Heterodox Economics Newsletter

Issue 354 January 26, 2026 web pdf Heterodox Economics Directory

The probably most funny (although somewhat implicit) assumption in Ricardo’s model of comparative advantage is the supposition that all sectors are essentially equivalent in terms of development: as specialization is determined by short-run costs, the long-run consequences of sectoral lock-ins are bracketed out. It is, hence, not without irony that Ricardo’s original example relies on comparing cloth and wine, where the former lies at the roots of industrialization, while specializing in wine is surely a tasty, but nonetheless somewhat stagnant development strategy ;-) In a similar vein, standard mainstream approaches to international trade do treat sectors as intrinsically equivalent and thereby overlook how some sectors are more conducive to economic development than others.

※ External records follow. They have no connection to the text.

/*
 * traits.rs
 * Copyright (c) 2025 The textext authors
 *
 * Defines the SystemRuntime trait and supporting types for the runtime abstraction layer.
 */

use std::io;
use std::path::{Path, PathBuf};

/// Result type for runtime operations
pub type RuntimeResult<T> = Result<T, RuntimeError>;

/// Errors that can occur during runtime operations
#[derive(Debug)]
pub enum RuntimeError {
    /// Standard I/O error
    Io(io::Error),

    /// The external program could not be started at all
    /// (missing executable, permission denied, ...).
    Launch {
        /// Program that was being started
        command: String,
        /// Underlying spawn error
        source: io::Error,
    },

    /// Operation not supported on this runtime
    NotSupported(String),
}

impl std::fmt::Display for RuntimeError {
    fn fmt(&self, f: &mut std::fmt::Formatter<'_>) -> std::fmt::Result {
        match self {
            RuntimeError::Io(e) => write!(f, "I/O error: {}", e),
            RuntimeError::Launch { command, source } => {
                write!(f, "Failed to start {}: {}", command, source)
            }
            RuntimeError::NotSupported(msg) => write!(f, "Operation not supported: {}", msg),
        }
    }
}

impl std::error::Error for RuntimeError {
    fn source(&self) -> Option<&(dyn std::error::Error + 'static)> {
        match self {
            RuntimeError::Io(e) => Some(e),
            RuntimeError::Launch { source, .. } => Some(source),
            RuntimeError::NotSupported(_) => None,
        }
    }
}

impl From<io::Error> for RuntimeError {
    fn from(e: io::Error) -> Self {
        RuntimeError::Io(e)
    }
}

/// Type of filesystem path
#[derive(Debug, Clone, Copy, PartialEq, Eq)]
pub enum PathKind {
    /// Regular file
    File,
    /// Directory
    Directory,
}

/// Output from a command execution
#[derive(Debug, Clone)]
pub struct CommandOutput {
    /// Exit code (0 = success, -1 when the process was killed by a signal)
    pub code: i32,
    /// Standard output
    pub stdout: Vec<u8>,
    /// Standard error
    pub stderr: Vec<u8>,
}

impl CommandOutput {
    /// Get stdout as a string (lossy UTF-8 conversion)
    pub fn stdout_string(&self) -> String {
        String::from_utf8_lossy(&self.stdout).into_owned()
    }

    /// Get stderr as a string (lossy UTF-8 conversion)
    pub fn stderr_string(&self) -> String {
        String::from_utf8_lossy(&self.stderr).into_owned()
    }

    /// Get stdout followed by stderr as one string.
    pub fn combined_string(&self) -> String {
        let mut combined = self.stdout_string();
        combined.push_str(&self.stderr_string());
        combined
    }
}

/// How to launch an external command.
///
/// The child always gets a null stdin. By default it inherits the current
/// working directory and the full environment of this process.
#[derive(Debug, Clone, Default)]
pub struct ExecOptions {
    /// Working directory for the child process
    pub cwd: Option<PathBuf>,
    /// Extra environment variables, applied on top of the inherited environment
    pub env: Vec<(String, String)>,
}

impl ExecOptions {
    /// Options with no working directory or environment overrides.
    pub fn new() -> Self {
        Self::default()
    }

    /// Run the child in `dir`.
    pub fn cwd(mut self, dir: impl Into<PathBuf>) -> Self {
        self.cwd = Some(dir.into());
        self
    }

    /// Set one environment variable for the child only.
    pub fn env(mut self, name: impl Into<String>, value: impl Into<String>) -> Self {
        self.env.push((name.into(), value.into()));
        self
    }
}

/// RAII guard for a temporary directory that cleans up on drop
pub struct TempDir {
    path: PathBuf,
}

impl TempDir {
    /// Create a new TempDir from a path
    pub fn new(path: PathBuf) -> Self {
        Self { path }
    }

    /// Get the path to the temporary directory
    pub fn path(&self) -> &Path {
        &self.path
    }
}

impl Drop for TempDir {
    fn drop(&mut self) {
        if self.path.exists() {
            // Nothing useful can be done with a failure while unwinding
            let _ = std::fs::remove_dir_all(&self.path);
        }
    }
}

impl std::fmt::Debug for TempDir {
    fn fmt(&self, f: &mut std::fmt::Formatter<'_>) -> std::fmt::Result {
        f.debug_struct("TempDir")
            .field("path", &self.path)
            .finish()
    }
}

/// Trait defining the low-level system operations used by the pipeline.
///
/// Implementations provide the actual system interaction. The native
/// implementation talks to the real filesystem and spawns real processes;
/// test implementations script the external tools.
pub trait SystemRuntime: Send + Sync {
    // ═══════════════════════════════════════════════════════════════════════
    // FILE OPERATIONS
    // ═══════════════════════════════════════════════════════════════════════

    /// Read entire file contents as bytes.
    fn file_read(&self, path: &Path) -> RuntimeResult<Vec<u8>>;

    /// Read file as string with UTF-8 encoding.
    ///
    /// Default implementation reads bytes and converts to string.
    fn file_read_string(&self, path: &Path) -> RuntimeResult<String> {
        let bytes = self.file_read(path)?;
        String::from_utf8(bytes).map_err(|e| {
            RuntimeError::Io(io::Error::new(
                io::ErrorKind::InvalidData,
                format!("Invalid UTF-8 in file: {}", e),
            ))
        })
    }

    /// Write bytes to file (creates or overwrites).
    fn file_write(&self, path: &Path, contents: &[u8]) -> RuntimeResult<()>;

    /// Check if path exists, optionally filtering by type.
    fn path_exists(&self, path: &Path, kind: Option<PathKind>) -> RuntimeResult<bool>;

    /// Check if path exists and is a file.
    ///
    /// Convenience method that calls `path_exists` with `PathKind::File`.
    fn is_file(&self, path: &Path) -> RuntimeResult<bool> {
        self.path_exists(path, Some(PathKind::File))
    }

    // ═══════════════════════════════════════════════════════════════════════
    // DIRECTORY OPERATIONS
    // ═══════════════════════════════════════════════════════════════════════

    /// Create a fresh, private temporary directory whose name starts with
    /// `template`. The directory is removed when the returned guard drops.
    fn temp_dir(&self, template: &str) -> RuntimeResult<TempDir>;

    // ═══════════════════════════════════════════════════════════════════════
    // PROCESS EXECUTION
    // ═══════════════════════════════════════════════════════════════════════

    /// Execute command with full output capture.
    ///
    /// Blocks until the child exits. Returns exit code and both stdout and
    /// stderr; a non-zero exit code is NOT an error at this level. Failing
    /// to start the program at all is reported as [`RuntimeError::Launch`].
    fn exec_command(
        &self,
        command: &str,
        args: &[&str],
        options: &ExecOptions,
    ) -> RuntimeResult<CommandOutput>;

    // ═══════════════════════════════════════════════════════════════════════
    // ENVIRONMENT
    // ═══════════════════════════════════════════════════════════════════════

    /// Get single environment variable.
    fn env_get(&self, name: &str) -> RuntimeResult<Option<String>>;

    // ═══════════════════════════════════════════════════════════════════════
    // BINARY DISCOVERY
    // ═══════════════════════════════════════════════════════════════════════

    /// Find a binary by checking an environment variable first, then PATH.
    ///
    /// The `env_var` parameter names an environment variable that may hold
    /// the path to the binary (e.g. `TEXTEXT_PDFLATEX` for pdflatex).
    ///
    /// Default implementation checks the environment variable but does not
    /// search PATH. `NativeRuntime` overrides this to use `which::which()`.
    fn find_binary(&self, name: &str, env_var: &str) -> Option<PathBuf> {
        if let Ok(Some(path_str)) = self.env_get(env_var) {
            let path = PathBuf::from(path_str);
            if self.is_file(&path).unwrap_or(false) {
                return Some(path);
            }
        }
        let _ = name;
        None
    }
}
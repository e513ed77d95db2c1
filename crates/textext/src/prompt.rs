//! Line-based terminal prompt.

use std::io::{self, BufRead, Write};

use textext_core::{PromptValues, TextPrompt};

/// Smallest and largest scale factor accepted interactively.
const SCALE_RANGE: (f64, f64) = (0.01, 100.0);

/// Line that ends multi-line markup input.
const END_OF_TEXT: &str = ".";

/// Asks for markup, preamble file and scale factor on a terminal.
///
/// End of input at any question cancels.
pub struct TerminalPrompt<R, W> {
    input: R,
    output: W,
}

impl TerminalPrompt<io::StdinLock<'static>, io::Stderr> {
    /// Read from stdin, ask on stderr (stdout carries the document).
    pub fn stdio() -> Self {
        Self::new(io::stdin().lock(), io::stderr())
    }
}

impl<R: BufRead, W: Write> TerminalPrompt<R, W> {
    pub fn new(input: R, output: W) -> Self {
        Self { input, output }
    }

    /// One line without its terminator, `None` at end of input.
    fn read_line(&mut self) -> io::Result<Option<String>> {
        let mut line = String::new();
        if self.input.read_line(&mut line)? == 0 {
            return Ok(None);
        }
        let trimmed = line.trim_end_matches(['\n', '\r']).len();
        line.truncate(trimmed);
        Ok(Some(line))
    }

    fn ask_text(&mut self, current: &str) -> io::Result<Option<String>> {
        if current.is_empty() {
            writeln!(
                self.output,
                "Enter LaTeX, then a line with a single '{}':",
                END_OF_TEXT
            )?;
        } else {
            writeln!(self.output, "Current LaTeX:\n{}", current)?;
            writeln!(
                self.output,
                "Enter new LaTeX, then a line with a single '{}' (just '{}' keeps it):",
                END_OF_TEXT, END_OF_TEXT
            )?;
        }
        self.output.flush()?;

        let mut lines = Vec::new();
        loop {
            match self.read_line()? {
                None => return Ok(None),
                Some(line) if line == END_OF_TEXT => break,
                Some(line) => lines.push(line),
            }
        }
        Ok(Some(if lines.is_empty() {
            current.to_string()
        } else {
            lines.join("\n")
        }))
    }

    fn ask_preamble(&mut self, current: &str) -> io::Result<Option<String>> {
        write!(self.output, "Preamble file [{}]: ", current)?;
        self.output.flush()?;
        Ok(self.read_line()?.map(|line| {
            let line = line.trim();
            if line.is_empty() {
                current.to_string()
            } else {
                line.to_string()
            }
        }))
    }

    fn ask_scale(&mut self, current: f64) -> io::Result<Option<f64>> {
        loop {
            write!(self.output, "Scale factor [{}]: ", current)?;
            self.output.flush()?;
            let Some(line) = self.read_line()? else {
                return Ok(None);
            };
            let line = line.trim();
            if line.is_empty() {
                return Ok(Some(current));
            }
            match line.parse::<f64>() {
                Ok(value) if value.is_finite() => {
                    return Ok(Some(value.clamp(SCALE_RANGE.0, SCALE_RANGE.1)));
                }
                _ => writeln!(self.output, "Not a number: {}", line)?,
            }
        }
    }

    fn ask_all(&mut self, initial: PromptValues) -> io::Result<Option<PromptValues>> {
        let Some(text) = self.ask_text(&initial.text)? else {
            return Ok(None);
        };
        let Some(preamble_file) = self.ask_preamble(&initial.preamble_file)? else {
            return Ok(None);
        };
        let Some(scale_factor) = self.ask_scale(initial.scale_factor)? else {
            return Ok(None);
        };
        Ok(Some(PromptValues {
            text,
            preamble_file,
            scale_factor,
        }))
    }
}

impl<R: BufRead, W: Write> TextPrompt for TerminalPrompt<R, W> {
    fn ask(&mut self, initial: PromptValues) -> Option<PromptValues> {
        match self.ask_all(initial) {
            Ok(values) => values,
            Err(e) => {
                tracing::warn!(error = %e, "Terminal input failed, cancelling");
                None
            }
        }
    }
}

Therefore, a key reason why sectoral heterogeneity matters is that some sectors are more conducive to economies of scale than others and contribute more to overall productivity.* As already noted by Adam Smith, a key constraint for exploiting such economics of scale is the „size of the market“, that is, effective (global) demand for manufactured goods. These indications explain why global competition is, in large parts, a competition for (global) market shares in industrial sectors as the latter allow for reaping the benefits of associated productivity increases. And it is for these reasons that I regularly tell my students that until the 1980s or so no country ever became rich without industrial development (which is also key to understanding what is called the Great Divergence).

However, the opening-up of global economy, that goes back to the implosion of the Bretton Woods System in the 1970s, climaxed with the foundation of the WTO in the 1990s and is now seemingly at crossroads, intensified global competition in a way that both, reaffirms as well as challenges, heterodox analysis and policy advice in several contexts.

For one, in a globally integrated economy being strong on industrial production can no longer be considered a necessary condition for being rich. Rather, increased international integration led to a more nuanced division of labor between countries, which coincided with the emergence of more heterogenous development models (see, e.g., here and here for some related applications). While these development models still reflect the traditional dichotomy between an industrialized core and a periphery focusing on providing primary products, corresponding analyses also indicate how specific development models – especially those focusing fossil resource provisioning, tax evasion & profit shifting as well as financial sector services – can be associated with significant increases in real GDP. The key reason for this emerging pattern is, probably, that these countries provide inputs and services that are highly complementary to a capitalist economy, that is in large parts based on fossil energy sources and dominated by multinational corporations.

For another, the rise of China seems paradoxical for many mainstream observers – as China was quite successful in its stated attempt to become the (main) industrial workbench of the global economy by deviating from mainstream policy prescriptions. The success of China came with many notions – like the use of subsidies, the selective opening of markets or restriction on foreign investments – that are close to heterodox trade policy advice that starts from arguments on economies of scale and the size of the market to better understand how capturing single sectors or industries might translate into cumulative advantage in the medium-run (see, e.g., here or here)

Finally, heterodox analyses of international trade will become even more informative should current scenarios of a fragmentation of global value chains and a corresponding reorganization of international trade truly materialize. In such an environment of economic fragmentation parallel to geo-political cleavages, mercantilist notions of dominance via trade, finance and ownership would become more important. Also, and as discussed in some past editorials (see, e.g., here & here), trade & industrial policy would become much more entangled with concerns for structural autonomy and military capacities.

In my view the practical real-world focus on production processes encapsulated by heterodox economics, will be instrumental for understanding new economic configurations. At the same time, heterodox alternatives for a global economic policy that endows all countries with realistic prospects for beneficial socio-economic development, while fostering peace, stability and international exchange, will probably not be in high demand in such a context. Nonetheless, and somewhat paradoxically, such alternatives will still highly be needed.

In short, while the world might change, what remains constant is that the capacity of heterodox ideas and approaches to illuminate society – and, especially, how&why it changes ;-)

All the best and keep up the good work!

Jakob

* In my humble view, this lesson is also at the heart of a Baumol’s argument on ‚cost disease‘.